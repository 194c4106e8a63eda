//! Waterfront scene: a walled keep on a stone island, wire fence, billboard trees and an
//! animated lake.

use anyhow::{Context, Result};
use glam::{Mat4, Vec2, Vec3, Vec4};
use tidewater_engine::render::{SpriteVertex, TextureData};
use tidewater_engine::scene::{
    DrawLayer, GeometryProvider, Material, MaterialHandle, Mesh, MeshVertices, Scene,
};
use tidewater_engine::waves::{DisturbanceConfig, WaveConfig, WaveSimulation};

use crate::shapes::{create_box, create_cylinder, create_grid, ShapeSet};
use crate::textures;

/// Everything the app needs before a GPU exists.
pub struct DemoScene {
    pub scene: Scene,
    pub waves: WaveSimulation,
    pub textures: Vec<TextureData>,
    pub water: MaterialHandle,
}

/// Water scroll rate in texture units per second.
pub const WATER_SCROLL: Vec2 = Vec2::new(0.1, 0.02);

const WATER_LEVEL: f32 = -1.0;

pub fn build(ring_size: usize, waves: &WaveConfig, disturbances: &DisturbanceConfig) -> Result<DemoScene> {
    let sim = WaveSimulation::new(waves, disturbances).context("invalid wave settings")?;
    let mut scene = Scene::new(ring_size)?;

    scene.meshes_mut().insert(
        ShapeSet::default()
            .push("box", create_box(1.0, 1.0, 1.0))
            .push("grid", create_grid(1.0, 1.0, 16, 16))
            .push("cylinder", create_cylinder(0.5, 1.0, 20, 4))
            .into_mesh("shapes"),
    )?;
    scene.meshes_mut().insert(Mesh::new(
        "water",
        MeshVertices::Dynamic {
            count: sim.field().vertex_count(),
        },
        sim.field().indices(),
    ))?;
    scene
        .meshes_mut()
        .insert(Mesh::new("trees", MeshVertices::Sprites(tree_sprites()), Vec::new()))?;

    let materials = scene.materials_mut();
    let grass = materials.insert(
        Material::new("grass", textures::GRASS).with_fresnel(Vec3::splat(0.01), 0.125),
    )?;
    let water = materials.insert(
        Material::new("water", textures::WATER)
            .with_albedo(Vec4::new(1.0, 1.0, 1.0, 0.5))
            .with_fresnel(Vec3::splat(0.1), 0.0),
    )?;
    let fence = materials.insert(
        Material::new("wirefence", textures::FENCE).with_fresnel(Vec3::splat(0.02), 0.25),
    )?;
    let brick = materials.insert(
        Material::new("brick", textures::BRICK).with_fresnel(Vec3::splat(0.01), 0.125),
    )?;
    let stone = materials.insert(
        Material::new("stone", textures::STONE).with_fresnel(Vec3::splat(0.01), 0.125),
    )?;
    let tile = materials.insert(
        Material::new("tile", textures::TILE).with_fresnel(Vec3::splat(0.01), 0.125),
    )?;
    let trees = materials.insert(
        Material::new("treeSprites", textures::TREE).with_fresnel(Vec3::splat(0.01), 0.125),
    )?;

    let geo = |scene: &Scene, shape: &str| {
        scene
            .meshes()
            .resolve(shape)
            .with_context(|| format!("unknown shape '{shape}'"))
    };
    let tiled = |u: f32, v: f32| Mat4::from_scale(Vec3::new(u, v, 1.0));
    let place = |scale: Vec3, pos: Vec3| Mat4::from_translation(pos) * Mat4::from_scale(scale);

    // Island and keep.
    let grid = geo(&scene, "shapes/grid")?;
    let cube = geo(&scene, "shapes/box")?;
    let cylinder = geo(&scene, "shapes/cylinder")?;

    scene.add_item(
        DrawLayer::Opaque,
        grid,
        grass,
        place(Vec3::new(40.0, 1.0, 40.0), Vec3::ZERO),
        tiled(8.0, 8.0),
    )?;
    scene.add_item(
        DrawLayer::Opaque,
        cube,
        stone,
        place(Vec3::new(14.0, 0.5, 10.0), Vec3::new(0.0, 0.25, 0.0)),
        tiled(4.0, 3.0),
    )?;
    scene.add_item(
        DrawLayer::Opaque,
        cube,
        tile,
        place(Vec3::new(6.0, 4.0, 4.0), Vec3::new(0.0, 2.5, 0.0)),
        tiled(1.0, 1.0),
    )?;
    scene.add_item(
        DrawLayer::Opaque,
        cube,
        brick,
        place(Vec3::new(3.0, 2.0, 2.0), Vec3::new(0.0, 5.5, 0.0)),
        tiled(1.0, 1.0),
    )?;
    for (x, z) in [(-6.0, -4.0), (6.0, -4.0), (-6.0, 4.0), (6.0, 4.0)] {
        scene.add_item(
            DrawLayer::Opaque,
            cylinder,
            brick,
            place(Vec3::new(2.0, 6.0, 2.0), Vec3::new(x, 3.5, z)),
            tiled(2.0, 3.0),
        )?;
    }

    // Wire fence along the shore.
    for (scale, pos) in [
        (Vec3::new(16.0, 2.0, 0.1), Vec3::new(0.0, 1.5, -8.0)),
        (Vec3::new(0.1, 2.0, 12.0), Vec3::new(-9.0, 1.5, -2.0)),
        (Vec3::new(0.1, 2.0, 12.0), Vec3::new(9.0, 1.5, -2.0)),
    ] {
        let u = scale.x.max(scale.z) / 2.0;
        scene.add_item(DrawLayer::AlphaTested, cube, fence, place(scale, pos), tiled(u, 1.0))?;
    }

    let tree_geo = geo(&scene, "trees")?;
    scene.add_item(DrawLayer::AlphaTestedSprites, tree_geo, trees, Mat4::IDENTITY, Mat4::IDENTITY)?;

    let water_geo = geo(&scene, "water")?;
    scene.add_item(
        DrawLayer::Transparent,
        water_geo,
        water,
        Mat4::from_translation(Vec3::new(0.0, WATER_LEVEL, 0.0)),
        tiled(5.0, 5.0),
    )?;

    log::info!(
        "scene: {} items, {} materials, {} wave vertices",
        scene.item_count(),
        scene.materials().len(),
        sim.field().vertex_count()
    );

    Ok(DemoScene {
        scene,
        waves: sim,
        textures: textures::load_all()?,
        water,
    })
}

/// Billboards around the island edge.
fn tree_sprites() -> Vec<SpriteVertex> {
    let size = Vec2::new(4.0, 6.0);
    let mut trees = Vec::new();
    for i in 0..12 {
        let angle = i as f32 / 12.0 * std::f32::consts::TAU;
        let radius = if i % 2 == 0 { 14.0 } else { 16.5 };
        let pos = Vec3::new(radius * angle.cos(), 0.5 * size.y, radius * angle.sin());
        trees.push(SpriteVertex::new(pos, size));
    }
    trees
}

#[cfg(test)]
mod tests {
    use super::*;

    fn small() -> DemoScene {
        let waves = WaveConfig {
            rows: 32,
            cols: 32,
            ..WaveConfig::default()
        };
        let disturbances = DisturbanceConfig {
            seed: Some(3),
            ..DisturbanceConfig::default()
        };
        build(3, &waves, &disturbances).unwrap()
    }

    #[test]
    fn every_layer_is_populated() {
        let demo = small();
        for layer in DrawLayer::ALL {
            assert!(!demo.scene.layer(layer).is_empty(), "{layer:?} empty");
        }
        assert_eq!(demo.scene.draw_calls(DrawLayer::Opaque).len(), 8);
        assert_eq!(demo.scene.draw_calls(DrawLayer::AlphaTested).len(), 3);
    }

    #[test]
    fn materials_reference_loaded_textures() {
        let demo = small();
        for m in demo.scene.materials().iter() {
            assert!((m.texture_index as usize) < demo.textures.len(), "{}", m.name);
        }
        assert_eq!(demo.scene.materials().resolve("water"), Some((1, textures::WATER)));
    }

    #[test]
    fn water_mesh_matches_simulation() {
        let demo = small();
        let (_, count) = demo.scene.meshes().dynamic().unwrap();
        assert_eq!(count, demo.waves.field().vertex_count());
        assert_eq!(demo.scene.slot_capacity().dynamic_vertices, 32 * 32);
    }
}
———
=== Requirement ===
Your answer should consist of the lines above that hold the word "default", copied exactly.

=== Output of the task ===
        ShapeSet::default()
            ..WaveConfig::default()
            ..DisturbanceConfig::default()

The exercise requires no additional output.